=== GOAL OF THE EXERCISE ===
Examine the listing below and state how many of its lines contain the word "Transaction". Write only the number.
╔══
//! Journal entry: one fill event or one manual adjustment.

use crate::domain::{Decimal, Leg, UnderlyingKind};
use chrono::NaiveDate;
use serde::{Deserialize, Serialize};

#[derive(Debug, Clone, PartialEq, Eq, Serialize, Deserialize)]
#[serde(rename_all = "camelCase")]
pub struct Transaction {
    pub trans_date: Option<NaiveDate>,
    pub description: String,
    pub underlying_kind: UnderlyingKind,
    pub quantity: i64,
    pub price: Decimal,
    pub multiplier: Decimal,
    pub fees: Decimal,
    /// Signed cash effect: negative is a debit (cash paid).
    pub total: Decimal,
    /// Entry order, not display order.
    pub legs: Vec<Leg>,
}

impl Transaction {
    #[allow(clippy::too_many_arguments)]
    pub fn new(
        trans_date: Option<NaiveDate>,
        description: impl Into<String>,
        underlying_kind: UnderlyingKind,
        quantity: i64,
        price: Decimal,
        multiplier: Decimal,
        fees: Decimal,
        total: Decimal,
    ) -> Self {
        Self {
            trans_date,
            description: description.into(),
            underlying_kind,
            quantity,
            price,
            multiplier,
            fees,
            total,
            legs: Vec::new(),
        }
    }

    pub fn with_leg(mut self, leg: Leg) -> Self {
        self.legs.push(leg);
        self
    }

    pub fn with_legs(mut self, legs: impl IntoIterator<Item = Leg>) -> Self {
        self.legs.extend(legs);
        self
    }
}
use axum::extract::State;
use axum::http::StatusCode;
use axum::Json;
use serde::Serialize;

use super::AppState;
use crate::engine::reconcile::ReconcileReport;
use crate::error::AppError;

#[derive(Debug, Serialize)]
#[serde(rename_all = "camelCase")]
pub struct ReconciliationResponse {
    pub clean: bool,
    #[serde(flatten)]
    pub report: ReconcileReport,
}

/// Latest report; 404 until a position list was received and compared.
pub async fn get_reconciliation(
    State(state): State<AppState>,
) -> Result<Json<ReconciliationResponse>, AppError> {
    let report = state
        .session
        .last_report()
        .ok_or_else(|| AppError::NotFound("no reconciliation has run yet".to_string()))?;
    Ok(Json(ReconciliationResponse {
        clean: report.is_clean(),
        report,
    }))
}

/// Ask the gateway for a fresh position list. The report updates when the list ends.
pub async fn post_reconciliation(
    State(state): State<AppState>,
) -> Result<(StatusCode, Json<serde_json::Value>), AppError> {
    state.session.request_positions().await?;
    Ok((
        StatusCode::ACCEPTED,
        Json(serde_json::json!({"status": "requested"})),
    ))
}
╚══
=== SOLUTION BELOW ===
2